ARKit 2.0 – Scanning 3D Object and generating 3D M

2019-04-02 00:19发布

问题:

The iOS 12 application now allows us to create an ARReferenceObject, and using it, can reliably recognize a position and orientation of real-world object. We can also save the finished .arobject file.

But:

ARReferenceObject contains only the spatial features information needed for ARKit to recognize the real-world object, and is not a displayable 3D reconstruction of that object.

sceneView.session.createReferenceObject(transform: simd_float4x4, 
                                           center: simd_float3, 
                                           extent: simd_float3) { 
   (ARReferenceObject?, Error?) in
        // code
}

func export(to url: URL, previewImage: UIImage?) throws { }

Is there a method that allows us to reconstruct digital 3D geometry (low-poly or high-poly) from .arobject file using Poisson Surface Reconstruction or Photogrammetry?

回答1:

You answered your own question with a quote from Apple's documentation:

An ARReferenceObject contains only the spatial feature information needed for ARKit to recognize the real-world object, and is not a displayable 3D reconstruction of that object.

If you run that sample code, you can see for yourself the visualizations it creates of the reference object during scanning and after a test recognition — it's just a sparse 3D point cloud. There's certainly no photogrammetry in what Apple's API provides you, and there'd not much to go on in terms of recovering realistic structure in a mesh.

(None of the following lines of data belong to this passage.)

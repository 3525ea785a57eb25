//! Core data structures shared by the reorder engines, providers and manager
//!
//! A playlist pass works on two views of the same tracks:
//!
//! - [`PlaylistItem`] - what the remote provider reports (track id + contributor)
//! - [`TrackEntry`] / [`Ordering`] - the same items tagged with a reference position

use serde::{Deserialize, Serialize};
use std::fmt;
use std::ops::Deref;

// ============================================================================
// Provider-facing types
// ============================================================================

/// A single playlist row as reported by the remote provider
#[derive(Debug, Clone, PartialEq, Eq, Serialize, Deserialize)]
pub struct PlaylistItem {
    /// Provider track identifier
    pub track_id: String,

    /// Identifier of the user who added the track
    pub added_by: String,
}

impl PlaylistItem {
    /// Create a new playlist item
    pub fn new(track_id: impl Into<String>, added_by: impl Into<String>) -> Self {
        Self {
            track_id: track_id.into(),
            added_by: added_by.into(),
        }
    }
}

/// A playlist owned by or visible to the current user
#[derive(Debug, Clone, PartialEq, Eq, Serialize, Deserialize)]
pub struct PlaylistSummary {
    /// Playlist identifier
    pub id: String,

    /// Identifier of the owning user
    pub owner_id: String,
}

/// Opaque playlist version used by the provider to detect conflicting edits
#[derive(Debug, Clone, PartialEq, Eq, Hash, Serialize, Deserialize)]
#[serde(transparent)]
pub struct SnapshotId(pub String);

impl SnapshotId {
    pub fn new(id: impl Into<String>) -> Self {
        Self(id.into())
    }

    pub fn as_str(&self) -> &str {
        &self.0
    }
}

impl fmt::Display for SnapshotId {
    fn fmt(&self, f: &mut fmt::Formatter<'_>) -> fmt::Result {
        f.write_str(&self.0)
    }
}

// ============================================================================
// Track Entry
// ============================================================================

/// A track tagged with its position in some reference ordering
///
/// `track_id` and `contributor_id` never change. `position` is contextual:
/// in the current ordering it equals the array index, in a target ordering
/// it records the index the track held before reordering.
#[derive(Debug, Clone, PartialEq, Eq, Serialize, Deserialize)]
pub struct TrackEntry {
    pub position: usize,
    pub contributor_id: String,
    pub track_id: String,
}

impl TrackEntry {
    /// Create a new track entry
    pub fn new(
        position: usize,
        contributor_id: impl Into<String>,
        track_id: impl Into<String>,
    ) -> Self {
        Self {
            position,
            contributor_id: contributor_id.into(),
            track_id: track_id.into(),
        }
    }
}

// ============================================================================
// Ordering
// ============================================================================

/// An ordered sequence of track entries
#[derive(Debug, Clone, Default, PartialEq, Eq, Serialize, Deserialize)]
#[serde(transparent)]
pub struct Ordering(Vec<TrackEntry>);

impl Ordering {
    pub fn new(entries: Vec<TrackEntry>) -> Self {
        Self(entries)
    }

    /// Build an identity-tagged ordering (each position equals its index)
    pub fn from_items(items: &[PlaylistItem]) -> Self {
        items
            .iter()
            .enumerate()
            .map(|(index, item)| TrackEntry::new(index, &item.added_by, &item.track_id))
            .collect()
    }

    /// Track ids in sequence order
    pub fn track_ids(&self) -> Vec<&str> {
        self.0.iter().map(|e| e.track_id.as_str()).collect()
    }

    /// Position tags in sequence order
    pub fn positions(&self) -> Vec<usize> {
        self.0.iter().map(|e| e.position).collect()
    }

    /// Whether two orderings hold the same track sequence, ignoring position tags
    pub fn same_tracks_as(&self, other: &Ordering) -> bool {
        self.len() == other.len()
            && self
                .0
                .iter()
                .zip(other.0.iter())
                .all(|(a, b)| a.track_id == b.track_id)
    }

    /// Entries from `start` to the end, as a new ordering
    pub fn suffix(&self, start: usize) -> Ordering {
        Self(self.0.get(start..).map(<[_]>::to_vec).unwrap_or_default())
    }

    /// Append the entries of another ordering
    pub fn extend(&mut self, other: Ordering) {
        self.0.extend(other.0);
    }

    pub fn into_inner(self) -> Vec<TrackEntry> {
        self.0
    }
}

impl Deref for Ordering {
    type Target = [TrackEntry];

    fn deref(&self) -> &Self::Target {
        &self.0
    }
}

impl From<Vec<TrackEntry>> for Ordering {
    fn from(entries: Vec<TrackEntry>) -> Self {
        Self(entries)
    }
}

impl FromIterator<TrackEntry> for Ordering {
    fn from_iter<I: IntoIterator<Item = TrackEntry>>(iter: I) -> Self {
        Self(iter.into_iter().collect())
    }
}

impl IntoIterator for Ordering {
    type Item = TrackEntry;
    type IntoIter = std::vec::IntoIter<TrackEntry>;

    fn into_iter(self) -> Self::IntoIter {
        self.0.into_iter()
    }
}

impl<'a> IntoIterator for &'a Ordering {
    type Item = &'a TrackEntry;
    type IntoIter = std::slice::Iter<'a, TrackEntry>;

    fn into_iter(self) -> Self::IntoIter {
        self.0.iter()
    }
}

// ============================================================================
// Relocation Op
// ============================================================================

/// Move the element at `from` so that it ends up at index `to`
///
/// Elements strictly between the two indices shift one slot toward the
/// vacated gap.
#[derive(Debug, Clone, Copy, PartialEq, Eq, Hash, Serialize, Deserialize)]
pub struct RelocationOp {
    pub from: usize,
    pub to: usize,
}

impl RelocationOp {
    pub fn new(from: usize, to: usize) -> Self {
        Self { from, to }
    }

    /// Whether the op leaves the sequence unchanged
    pub fn is_noop(&self) -> bool {
        self.from == self.to
    }

    /// Whether both indices are valid for a sequence of `len` elements
    pub fn fits(&self, len: usize) -> bool {
        self.from < len && self.to < len
    }
}

impl fmt::Display for RelocationOp {
    fn fmt(&self, f: &mut fmt::Formatter<'_>) -> fmt::Result {
        write!(f, "{} -> {}", self.from, self.to)
    }
}

#[cfg(test)]
mod tests {
    use super::*;

    fn items() -> Vec<PlaylistItem> {
        vec![
            PlaylistItem::new("A1", "alice"),
            PlaylistItem::new("B1", "bob"),
            PlaylistItem::new("A2", "alice"),
        ]
    }

    #[test]
    fn test_from_items_is_identity_tagged() {
        let ordering = Ordering::from_items(&items());
        assert_eq!(ordering.positions(), vec![0, 1, 2]);
        assert_eq!(ordering.track_ids(), vec!["A1", "B1", "A2"]);
        assert_eq!(ordering[1].contributor_id, "bob");
    }

    #[test]
    fn test_suffix_past_end_is_empty() {
        let ordering = Ordering::from_items(&items());
        assert_eq!(ordering.suffix(1).len(), 2);
        assert!(ordering.suffix(3).is_empty());
        assert!(ordering.suffix(10).is_empty());
    }

    #[test]
    fn test_same_tracks_ignores_positions() {
        let a = Ordering::new(vec![TrackEntry::new(0, "x", "T1"), TrackEntry::new(1, "y", "T2")]);
        let b = Ordering::new(vec![TrackEntry::new(7, "x", "T1"), TrackEntry::new(3, "y", "T2")]);
        assert!(a.same_tracks_as(&b));
        assert!(!a.same_tracks_as(&b.suffix(1)));
    }

    #[test]
    fn test_relocation_op_bounds() {
        let op = RelocationOp::new(3, 1);
        assert!(op.fits(4));
        assert!(!op.fits(3));
        assert!(!op.is_noop());
        assert_eq!(op.to_string(), "3 -> 1");
    }

    #[test]
    fn test_ordering_serializes_as_array() {
        let ordering = Ordering::new(vec![TrackEntry::new(0, "alice", "A1")]);
        let json = serde_json::to_string(&ordering).unwrap();
        assert!(json.starts_with('['));
    }
}
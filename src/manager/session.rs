//! Per-playlist session records
//!
//! A session belongs to exactly one managed playlist. It carries the last
//! known playing index between passes together with pass counters.

use chrono::{DateTime, Utc};
use serde::{Deserialize, Serialize};

use super::pass::PassOutcome;

/// State owned by one managed playlist
#[derive(Debug, Clone, Serialize, Deserialize)]
pub struct PlaylistSession {
    /// Playlist identifier
    pub playlist_id: String,

    /// Where the playing track was found on the last successful lookup
    pub last_playing_index: usize,

    /// When management started
    pub managed_since: DateTime<Utc>,

    /// When the last pass finished
    pub last_pass_at: Option<DateTime<Utc>>,

    /// Passes that ran the reorder engines
    pub passes_completed: u64,

    /// Passes skipped because no playback boundary was found
    pub passes_skipped: u64,

    /// Passes abandoned on error
    pub passes_failed: u64,

    /// Relocations accepted by the provider
    pub relocations_applied: u64,

    /// Message of the most recent failure
    pub last_error: Option<String>,
}

impl PlaylistSession {
    /// Create a new session
    pub fn new(playlist_id: impl Into<String>) -> Self {
        Self {
            playlist_id: playlist_id.into(),
            last_playing_index: 0,
            managed_since: Utc::now(),
            last_pass_at: None,
            passes_completed: 0,
            passes_skipped: 0,
            passes_failed: 0,
            relocations_applied: 0,
            last_error: None,
        }
    }

    /// Fold a pass outcome into the session
    pub fn record_outcome(&mut self, outcome: &PassOutcome) {
        self.last_pass_at = Some(Utc::now());
        match outcome {
            PassOutcome::Completed {
                playing_index,
                relocations,
            } => {
                self.last_playing_index = *playing_index;
                self.passes_completed += 1;
                self.relocations_applied += *relocations as u64;
                self.last_error = None;
            }
            PassOutcome::Skipped { .. } => {
                self.passes_skipped += 1;
            }
        }
    }

    /// Record a failed pass
    pub fn record_failure(&mut self, error: impl Into<String>) {
        self.last_pass_at = Some(Utc::now());
        self.passes_failed += 1;
        self.last_error = Some(error.into());
    }

    /// Total passes attempted
    pub fn total_passes(&self) -> u64 {
        self.passes_completed + self.passes_skipped + self.passes_failed
    }
}
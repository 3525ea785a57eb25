//! Spotify-shaped Web API provider
//!
//! This module provides [`HttpPlaylistProvider`], a reqwest client for the
//! handful of endpoints a reorder pass needs:
//! - Bearer token authentication (static token from config)
//! - Request pacing with governor
//! - Status code mapping to [`ProviderError`]
//!
//! Requests are never retried here. A failed pass is abandoned and the next
//! scheduled tick starts over from a fresh snapshot.

use governor::{
    clock::DefaultClock,
    state::{InMemoryState, NotKeyed},
    Quota, RateLimiter,
};
use reqwest::{header::RETRY_AFTER, Client, RequestBuilder, Response, StatusCode};
use serde::{de::DeserializeOwned, Deserialize, Serialize};
use std::num::NonZeroU32;
use std::time::Duration;

use crate::config::ProviderConfig;
use crate::models::{PlaylistItem, PlaylistSummary, RelocationOp, SnapshotId};

use super::{PlaylistProvider, ProviderError, ProviderResult};

/// Page size for playlist listings
const PLAYLISTS_PAGE_LIMIT: u32 = 50;

/// Page size for playlist tracks
const TRACKS_PAGE_LIMIT: u32 = 100;

// ============================================================================
// Wire Types
// ============================================================================

#[derive(Debug, Deserialize)]
struct UserObject {
    id: String,
}

#[derive(Debug, Deserialize)]
struct PlaylistsPage {
    items: Vec<PlaylistObject>,
}

#[derive(Debug, Deserialize)]
struct PlaylistObject {
    id: String,
    owner: UserObject,
}

#[derive(Debug, Deserialize)]
struct TracksPage {
    items: Vec<TrackRow>,
    #[serde(default)]
    total: Option<usize>,
}

#[derive(Debug, Deserialize)]
struct TrackRow {
    added_by: Option<UserObject>,
    track: Option<TrackObject>,
}

#[derive(Debug, Deserialize)]
struct TrackObject {
    id: Option<String>,
}

#[derive(Debug, Deserialize)]
struct SnapshotResponse {
    snapshot_id: String,
}

#[derive(Debug, Deserialize)]
struct CurrentlyPlayingResponse {
    item: Option<TrackObject>,
}

#[derive(Debug, Serialize)]
struct ReorderRequest<'a> {
    range_start: usize,
    insert_before: usize,
    snapshot_id: &'a str,
}

impl From<TrackRow> for PlaylistItem {
    fn from(row: TrackRow) -> Self {
        Self {
            track_id: row.track.and_then(|t| t.id).unwrap_or_default(),
            added_by: row.added_by.map(|u| u.id).unwrap_or_default(),
        }
    }
}

// ============================================================================
// HTTP Provider
// ============================================================================

/// Playlist provider backed by the Spotify Web API
pub struct HttpPlaylistProvider {
    client: Client,
    base_url: String,
    access_token: String,
    rate_limiter: RateLimiter<NotKeyed, InMemoryState, DefaultClock>,
}

impl HttpPlaylistProvider {
    /// Create a provider from configuration
    ///
    /// # Errors
    ///
    /// Returns `ProviderError::Http` if the HTTP client cannot be created
    pub fn new(config: &ProviderConfig) -> ProviderResult<Self> {
        let client = Client::builder()
            .timeout(Duration::from_secs(config.request_timeout_secs))
            .user_agent(format!("fairplay/{}", env!("CARGO_PKG_VERSION")))
            .build()?;

        let rate = NonZeroU32::new(config.requests_per_second).unwrap_or(NonZeroU32::MIN);

        Ok(Self {
            client,
            base_url: config.base_url.trim_end_matches('/').to_string(),
            access_token: config.access_token.clone(),
            rate_limiter: RateLimiter::direct(Quota::per_second(rate)),
        })
    }

    /// Translate a relocation into the API's `insert_before` index
    ///
    /// The API inserts before the given index of the pre-move list, so moving
    /// an element down needs one extra slot to land at `to`.
    pub fn insert_before(op: RelocationOp) -> usize {
        if op.to > op.from {
            op.to + 1
        } else {
            op.to
        }
    }

    fn url(&self, path: &str) -> String {
        format!("{}{path}", self.base_url)
    }

    async fn send(&self, request: RequestBuilder) -> ProviderResult<Response> {
        self.rate_limiter.until_ready().await;
        let response = request.bearer_auth(&self.access_token).send().await?;
        Ok(response)
    }

    async fn send_json<T: DeserializeOwned>(
        &self,
        request: RequestBuilder,
        resource: &str,
    ) -> ProviderResult<T> {
        let response = self.send(request).await?;
        let response = Self::check_status(response, resource).await?;
        response
            .json::<T>()
            .await
            .map_err(|e| ProviderError::InvalidResponse(format!("{resource}: {e}")))
    }

    async fn check_status(response: Response, resource: &str) -> ProviderResult<Response> {
        let status = response.status();
        if status.is_success() {
            return Ok(response);
        }

        let retry_after_secs = response
            .headers()
            .get(RETRY_AFTER)
            .and_then(|v| v.to_str().ok())
            .and_then(|v| v.parse::<u64>().ok());
        let message = response.text().await.unwrap_or_default();

        Err(match status {
            StatusCode::UNAUTHORIZED | StatusCode::FORBIDDEN => {
                ProviderError::Unauthorized(format!("{resource}: {message}"))
            }
            StatusCode::NOT_FOUND => ProviderError::NotFound(resource.to_string()),
            StatusCode::CONFLICT | StatusCode::PRECONDITION_FAILED => {
                ProviderError::SnapshotConflict {
                    playlist_id: resource.to_string(),
                }
            }
            StatusCode::TOO_MANY_REQUESTS => ProviderError::RateLimited { retry_after_secs },
            _ => ProviderError::Status {
                status: status.as_u16(),
                message,
            },
        })
    }
}

#[async_trait::async_trait]
impl PlaylistProvider for HttpPlaylistProvider {
    async fn current_user_id(&self) -> ProviderResult<String> {
        let me: UserObject = self
            .send_json(self.client.get(self.url("/v1/me")), "me")
            .await?;
        Ok(me.id)
    }

    async fn user_playlists(&self) -> ProviderResult<Vec<PlaylistSummary>> {
        let request = self
            .client
            .get(self.url("/v1/me/playlists"))
            .query(&[("limit", PLAYLISTS_PAGE_LIMIT)]);
        let page: PlaylistsPage = self.send_json(request, "me/playlists").await?;

        Ok(page
            .items
            .into_iter()
            .map(|p| PlaylistSummary {
                id: p.id,
                owner_id: p.owner.id,
            })
            .collect())
    }

    async fn playlist_items(&self, playlist_id: &str) -> ProviderResult<Vec<PlaylistItem>> {
        let limit = TRACKS_PAGE_LIMIT.to_string();
        let request = self
            .client
            .get(self.url(&format!("/v1/playlists/{playlist_id}/tracks")))
            .query(&[
                ("fields", "items(added_by.id,track.id),total"),
                ("limit", limit.as_str()),
            ]);
        let page: TracksPage = self.send_json(request, playlist_id).await?;

        if let Some(total) = page.total.filter(|&t| t > page.items.len()) {
            tracing::warn!(
                playlist_id = %playlist_id,
                total,
                fetched = page.items.len(),
                "Playlist longer than one page; only the first page is reordered"
            );
        }

        Ok(page.items.into_iter().map(PlaylistItem::from).collect())
    }

    async fn snapshot_id(&self, playlist_id: &str) -> ProviderResult<SnapshotId> {
        let request = self
            .client
            .get(self.url(&format!("/v1/playlists/{playlist_id}")))
            .query(&[("fields", "snapshot_id")]);
        let response: SnapshotResponse = self.send_json(request, playlist_id).await?;
        Ok(SnapshotId(response.snapshot_id))
    }

    async fn currently_playing(&self) -> ProviderResult<Option<String>> {
        let request = self.client.get(self.url("/v1/me/player/currently-playing"));
        let response = self.send(request).await?;

        if response.status() == StatusCode::NO_CONTENT {
            return Ok(None);
        }

        let response = Self::check_status(response, "me/player").await?;
        let playing: CurrentlyPlayingResponse = response
            .json()
            .await
            .map_err(|e| ProviderError::InvalidResponse(format!("me/player: {e}")))?;

        Ok(playing.item.and_then(|t| t.id))
    }

    async fn move_track(
        &self,
        playlist_id: &str,
        op: RelocationOp,
        snapshot: &SnapshotId,
    ) -> ProviderResult<SnapshotId> {
        let body = ReorderRequest {
            range_start: op.from,
            insert_before: Self::insert_before(op),
            snapshot_id: snapshot.as_str(),
        };
        let request = self
            .client
            .put(self.url(&format!("/v1/playlists/{playlist_id}/tracks")))
            .json(&body);
        let response: SnapshotResponse = self.send_json(request, playlist_id).await?;

        tracing::debug!(
            playlist_id = %playlist_id,
            from = op.from,
            to = op.to,
            snapshot = %response.snapshot_id,
            "Track moved"
        );

        Ok(SnapshotId(response.snapshot_id))
    }
}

That's not to say that such efforts are impossible — there have been some third parties demoing photogrammetry experiments based on top of ARKit. But a) that's not using ARKit 2 object scanning, just the raw pixel buffer and feature points from ARFrame, and 2) the level of extrapolation in those demos would require non-trivial original R&D, as it's far beyond the kind of information ARKit itself supplies.